**Exercise prompt:**
The response should contain every entry, reproduced exactly.

**Dataset entries:**
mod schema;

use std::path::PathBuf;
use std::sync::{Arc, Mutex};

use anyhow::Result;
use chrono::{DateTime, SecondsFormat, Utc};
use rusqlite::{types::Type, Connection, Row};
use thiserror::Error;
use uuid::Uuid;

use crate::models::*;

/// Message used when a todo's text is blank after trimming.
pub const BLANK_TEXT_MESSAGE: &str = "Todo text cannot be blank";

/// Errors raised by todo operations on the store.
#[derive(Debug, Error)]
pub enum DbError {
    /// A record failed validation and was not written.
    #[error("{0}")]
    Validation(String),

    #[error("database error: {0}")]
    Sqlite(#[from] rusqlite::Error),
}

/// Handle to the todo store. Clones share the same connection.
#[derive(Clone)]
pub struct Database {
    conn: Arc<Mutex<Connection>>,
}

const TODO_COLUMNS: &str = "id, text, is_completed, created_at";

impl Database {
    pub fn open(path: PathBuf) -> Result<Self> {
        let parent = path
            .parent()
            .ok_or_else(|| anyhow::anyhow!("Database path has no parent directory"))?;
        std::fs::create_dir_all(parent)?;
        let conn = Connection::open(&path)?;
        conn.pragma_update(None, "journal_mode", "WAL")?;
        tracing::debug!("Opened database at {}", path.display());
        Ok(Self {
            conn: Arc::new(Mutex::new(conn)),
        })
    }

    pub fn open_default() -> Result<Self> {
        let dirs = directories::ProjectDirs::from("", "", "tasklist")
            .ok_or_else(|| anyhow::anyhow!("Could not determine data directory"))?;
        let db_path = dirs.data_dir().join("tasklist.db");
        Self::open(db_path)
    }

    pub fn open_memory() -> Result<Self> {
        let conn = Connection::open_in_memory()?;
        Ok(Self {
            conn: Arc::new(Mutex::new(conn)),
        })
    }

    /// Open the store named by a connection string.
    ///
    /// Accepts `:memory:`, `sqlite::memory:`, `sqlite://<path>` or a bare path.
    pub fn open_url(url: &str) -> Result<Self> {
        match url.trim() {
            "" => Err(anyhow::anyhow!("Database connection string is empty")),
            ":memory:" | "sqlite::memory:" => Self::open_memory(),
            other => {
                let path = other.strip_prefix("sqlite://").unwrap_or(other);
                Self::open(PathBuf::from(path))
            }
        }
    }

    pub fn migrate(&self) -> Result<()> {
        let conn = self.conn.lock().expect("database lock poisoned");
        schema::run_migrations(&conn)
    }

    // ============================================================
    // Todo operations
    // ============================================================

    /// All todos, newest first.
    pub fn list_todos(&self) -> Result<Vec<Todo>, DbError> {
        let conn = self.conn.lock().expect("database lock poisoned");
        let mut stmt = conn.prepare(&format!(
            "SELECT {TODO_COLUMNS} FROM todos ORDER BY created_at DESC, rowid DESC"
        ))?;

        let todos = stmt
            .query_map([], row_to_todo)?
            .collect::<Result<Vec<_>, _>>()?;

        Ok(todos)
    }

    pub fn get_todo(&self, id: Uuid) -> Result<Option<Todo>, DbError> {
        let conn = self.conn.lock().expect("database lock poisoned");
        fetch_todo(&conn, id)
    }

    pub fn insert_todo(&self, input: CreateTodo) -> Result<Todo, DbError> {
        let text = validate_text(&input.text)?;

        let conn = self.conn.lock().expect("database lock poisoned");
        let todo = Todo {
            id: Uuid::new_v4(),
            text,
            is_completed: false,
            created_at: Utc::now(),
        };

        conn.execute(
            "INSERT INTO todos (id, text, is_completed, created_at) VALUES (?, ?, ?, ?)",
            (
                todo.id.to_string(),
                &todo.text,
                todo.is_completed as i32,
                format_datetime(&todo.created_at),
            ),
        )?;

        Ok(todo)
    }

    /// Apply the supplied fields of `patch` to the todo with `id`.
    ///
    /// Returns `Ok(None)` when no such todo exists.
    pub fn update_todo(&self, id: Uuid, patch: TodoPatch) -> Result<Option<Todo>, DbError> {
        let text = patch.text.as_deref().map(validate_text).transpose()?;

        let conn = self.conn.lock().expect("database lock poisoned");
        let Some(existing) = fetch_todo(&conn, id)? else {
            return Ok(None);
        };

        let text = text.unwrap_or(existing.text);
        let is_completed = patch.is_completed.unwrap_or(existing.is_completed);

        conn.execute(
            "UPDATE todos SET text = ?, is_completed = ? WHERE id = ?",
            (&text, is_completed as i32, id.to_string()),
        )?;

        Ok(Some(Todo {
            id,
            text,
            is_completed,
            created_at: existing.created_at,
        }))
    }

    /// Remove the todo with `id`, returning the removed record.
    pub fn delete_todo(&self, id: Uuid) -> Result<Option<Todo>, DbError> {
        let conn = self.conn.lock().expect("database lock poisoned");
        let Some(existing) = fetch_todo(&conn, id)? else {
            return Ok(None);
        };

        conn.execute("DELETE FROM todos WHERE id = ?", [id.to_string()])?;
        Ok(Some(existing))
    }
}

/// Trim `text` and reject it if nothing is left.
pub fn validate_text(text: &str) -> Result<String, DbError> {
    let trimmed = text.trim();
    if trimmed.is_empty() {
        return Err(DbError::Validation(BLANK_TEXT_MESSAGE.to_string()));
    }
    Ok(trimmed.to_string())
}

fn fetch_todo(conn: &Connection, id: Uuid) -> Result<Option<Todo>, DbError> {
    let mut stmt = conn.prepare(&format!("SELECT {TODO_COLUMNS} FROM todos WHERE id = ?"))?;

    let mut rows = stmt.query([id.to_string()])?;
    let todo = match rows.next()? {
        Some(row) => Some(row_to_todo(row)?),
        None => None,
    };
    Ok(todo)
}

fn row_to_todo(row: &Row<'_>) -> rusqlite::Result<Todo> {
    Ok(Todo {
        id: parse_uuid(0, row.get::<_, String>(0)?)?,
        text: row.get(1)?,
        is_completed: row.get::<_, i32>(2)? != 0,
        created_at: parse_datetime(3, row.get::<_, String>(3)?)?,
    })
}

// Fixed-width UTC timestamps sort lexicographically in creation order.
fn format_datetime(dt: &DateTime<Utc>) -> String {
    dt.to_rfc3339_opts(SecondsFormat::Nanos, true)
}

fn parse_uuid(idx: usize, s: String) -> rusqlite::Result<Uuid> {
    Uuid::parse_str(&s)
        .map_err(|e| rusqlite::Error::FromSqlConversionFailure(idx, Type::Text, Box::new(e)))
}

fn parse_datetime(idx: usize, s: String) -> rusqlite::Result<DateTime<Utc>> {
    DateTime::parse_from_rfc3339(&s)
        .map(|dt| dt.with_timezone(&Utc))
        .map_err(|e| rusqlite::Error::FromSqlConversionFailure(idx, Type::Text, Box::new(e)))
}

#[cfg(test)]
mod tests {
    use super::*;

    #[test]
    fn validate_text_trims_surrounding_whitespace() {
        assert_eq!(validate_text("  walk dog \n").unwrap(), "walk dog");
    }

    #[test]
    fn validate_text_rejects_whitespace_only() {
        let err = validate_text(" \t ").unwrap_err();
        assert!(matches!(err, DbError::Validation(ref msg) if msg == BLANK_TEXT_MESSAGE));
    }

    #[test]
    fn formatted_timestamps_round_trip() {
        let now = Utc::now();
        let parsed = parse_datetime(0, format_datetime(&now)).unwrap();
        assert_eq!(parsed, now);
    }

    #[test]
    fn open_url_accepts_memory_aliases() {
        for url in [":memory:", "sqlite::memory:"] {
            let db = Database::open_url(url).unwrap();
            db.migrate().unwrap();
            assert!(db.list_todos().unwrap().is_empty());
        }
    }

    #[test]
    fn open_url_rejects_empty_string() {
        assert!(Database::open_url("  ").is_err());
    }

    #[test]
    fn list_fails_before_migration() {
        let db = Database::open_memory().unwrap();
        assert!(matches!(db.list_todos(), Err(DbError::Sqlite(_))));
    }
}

**Answer to this task:**
mod schema;

use std::path::PathBuf;
use std::sync::{Arc, Mutex};

use anyhow::Result;
use chrono::{DateTime, SecondsFormat, Utc};
use rusqlite::{types::Type, Connection, Row};
use thiserror::Error;
use uuid::Uuid;

use crate::models::*;

/// Message used when a todo's text is blank after trimming.
pub const BLANK_TEXT_MESSAGE: &str = "Todo text cannot be blank";

/// Errors raised by todo operations on the store.
#[derive(Debug, Error)]
pub enum DbError {
    /// A record failed validation and was not written.
    #[error("{0}")]
    Validation(String),

    #[error("database error: {0}")]
    Sqlite(#[from] rusqlite::Error),
}

/// Handle to the todo store. Clones share the same connection.
#[derive(Clone)]
pub struct Database {
    conn: Arc<Mutex<Connection>>,
}

const TODO_COLUMNS: &str = "id, text, is_completed, created_at";

impl Database {
    pub fn open(path: PathBuf) -> Result<Self> {
        let parent = path
            .parent()
            .ok_or_else(|| anyhow::anyhow!("Database path has no parent directory"))?;
        std::fs::create_dir_all(parent)?;
        let conn = Connection::open(&path)?;
        conn.pragma_update(None, "journal_mode", "WAL")?;
        tracing::debug!("Opened database at {}", path.display());
        Ok(Self {
            conn: Arc::new(Mutex::new(conn)),
        })
    }

    pub fn open_default() -> Result<Self> {
        let dirs = directories::ProjectDirs::from("", "", "tasklist")
            .ok_or_else(|| anyhow::anyhow!("Could not determine data directory"))?;
        let db_path = dirs.data_dir().join("tasklist.db");
        Self::open(db_path)
    }

    pub fn open_memory() -> Result<Self> {
        let conn = Connection::open_in_memory()?;
        Ok(Self {
            conn: Arc::new(Mutex::new(conn)),
        })
    }

    /// Open the store named by a connection string.
    ///
    /// Accepts `:memory:`, `sqlite::memory:`, `sqlite://<path>` or a bare path.
    pub fn open_url(url: &str) -> Result<Self> {
        match url.trim() {
            "" => Err(anyhow::anyhow!("Database connection string is empty")),
            ":memory:" | "sqlite::memory:" => Self::open_memory(),
            other => {
                let path = other.strip_prefix("sqlite://").unwrap_or(other);
                Self::open(PathBuf::from(path))
            }
        }
    }

    pub fn migrate(&self) -> Result<()> {
        let conn = self.conn.lock().expect("database lock poisoned");
        schema::run_migrations(&conn)
    }

    // ============================================================
    // Todo operations
    // ============================================================

    /// All todos, newest first.
    pub fn list_todos(&self) -> Result<Vec<Todo>, DbError> {
        let conn = self.conn.lock().expect("database lock poisoned");
        let mut stmt = conn.prepare(&format!(
            "SELECT {TODO_COLUMNS} FROM todos ORDER BY created_at DESC, rowid DESC"
        ))?;

        let todos = stmt
            .query_map([], row_to_todo)?
            .collect::<Result<Vec<_>, _>>()?;

        Ok(todos)
    }

    pub fn get_todo(&self, id: Uuid) -> Result<Option<Todo>, DbError> {
        let conn = self.conn.lock().expect("database lock poisoned");
        fetch_todo(&conn, id)
    }

    pub fn insert_todo(&self, input: CreateTodo) -> Result<Todo, DbError> {
        let text = validate_text(&input.text)?;

        let conn = self.conn.lock().expect("database lock poisoned");
        let todo = Todo {
            id: Uuid::new_v4(),
            text,
            is_completed: false,
            created_at: Utc::now(),
        };

        conn.execute(
            "INSERT INTO todos (id, text, is_completed, created_at) VALUES (?, ?, ?, ?)",
            (
                todo.id.to_string(),
                &todo.text,
                todo.is_completed as i32,
                format_datetime(&todo.created_at),
            ),
        )?;

        Ok(todo)
    }

    /// Apply the supplied fields of `patch` to the todo with `id`.
    ///
    /// Returns `Ok(None)` when no such todo exists.
    pub fn update_todo(&self, id: Uuid, patch: TodoPatch) -> Result<Option<Todo>, DbError> {
        let text = patch.text.as_deref().map(validate_text).transpose()?;

        let conn = self.conn.lock().expect("database lock poisoned");
        let Some(existing) = fetch_todo(&conn, id)? else {
            return Ok(None);
        };

        let text = text.unwrap_or(existing.text);
        let is_completed = patch.is_completed.unwrap_or(existing.is_completed);

        conn.execute(
            "UPDATE todos SET text = ?, is_completed = ? WHERE id = ?",
            (&text, is_completed as i32, id.to_string()),
        )?;

        Ok(Some(Todo {
            id,
            text,
            is_completed,
            created_at: existing.created_at,
        }))
    }

    /// Remove the todo with `id`, returning the removed record.
    pub fn delete_todo(&self, id: Uuid) -> Result<Option<Todo>, DbError> {
        let conn = self.conn.lock().expect("database lock poisoned");
        let Some(existing) = fetch_todo(&conn, id)? else {
            return Ok(None);
        };

        conn.execute("DELETE FROM todos WHERE id = ?", [id.to_string()])?;
        Ok(Some(existing))
    }
}

/// Trim `text` and reject it if nothing is left.
pub fn validate_text(text: &str) -> Result<String, DbError> {
    let trimmed = text.trim();
    if trimmed.is_empty() {
        return Err(DbError::Validation(BLANK_TEXT_MESSAGE.to_string()));
    }
    Ok(trimmed.to_string())
}

fn fetch_todo(conn: &Connection, id: Uuid) -> Result<Option<Todo>, DbError> {
    let mut stmt = conn.prepare(&format!("SELECT {TODO_COLUMNS} FROM todos WHERE id = ?"))?;

    let mut rows = stmt.query([id.to_string()])?;
    let todo = match rows.next()? {
        Some(row) => Some(row_to_todo(row)?),
        None => None,
    };
    Ok(todo)
}

fn row_to_todo(row: &Row<'_>) -> rusqlite::Result<Todo> {
    Ok(Todo {
        id: parse_uuid(0, row.get::<_, String>(0)?)?,
        text: row.get(1)?,
        is_completed: row.get::<_, i32>(2)? != 0,
        created_at: parse_datetime(3, row.get::<_, String>(3)?)?,
    })
}

// Fixed-width UTC timestamps sort lexicographically in creation order.
fn format_datetime(dt: &DateTime<Utc>) -> String {
    dt.to_rfc3339_opts(SecondsFormat::Nanos, true)
}

fn parse_uuid(idx: usize, s: String) -> rusqlite::Result<Uuid> {
    Uuid::parse_str(&s)
        .map_err(|e| rusqlite::Error::FromSqlConversionFailure(idx, Type::Text, Box::new(e)))
}

fn parse_datetime(idx: usize, s: String) -> rusqlite::Result<DateTime<Utc>> {
    DateTime::parse_from_rfc3339(&s)
        .map(|dt| dt.with_timezone(&Utc))
        .map_err(|e| rusqlite::Error::FromSqlConversionFailure(idx, Type::Text, Box::new(e)))
}

#[cfg(test)]
mod tests {
    use super::*;

    #[test]
    fn validate_text_trims_surrounding_whitespace() {
        assert_eq!(validate_text("  walk dog \n").unwrap(), "walk dog");
    }

    #[test]
    fn validate_text_rejects_whitespace_only() {
        let err = validate_text(" \t ").unwrap_err();
        assert!(matches!(err, DbError::Validation(ref msg) if msg == BLANK_TEXT_MESSAGE));
    }

    #[test]
    fn formatted_timestamps_round_trip() {
        let now = Utc::now();
        let parsed = parse_datetime(0, format_datetime(&now)).unwrap();
        assert_eq!(parsed, now);
    }

    #[test]
    fn open_url_accepts_memory_aliases() {
        for url in [":memory:", "sqlite::memory:"] {
            let db = Database::open_url(url).unwrap();
            db.migrate().unwrap();
            assert!(db.list_todos().unwrap().is_empty());
        }
    }

    #[test]
    fn open_url_rejects_empty_string() {
        assert!(Database::open_url("  ").is_err());
    }

    #[test]
    fn list_fails_before_migration() {
        let db = Database::open_memory().unwrap();
        assert!(matches!(db.list_todos(), Err(DbError::Sqlite(_))));
    }
}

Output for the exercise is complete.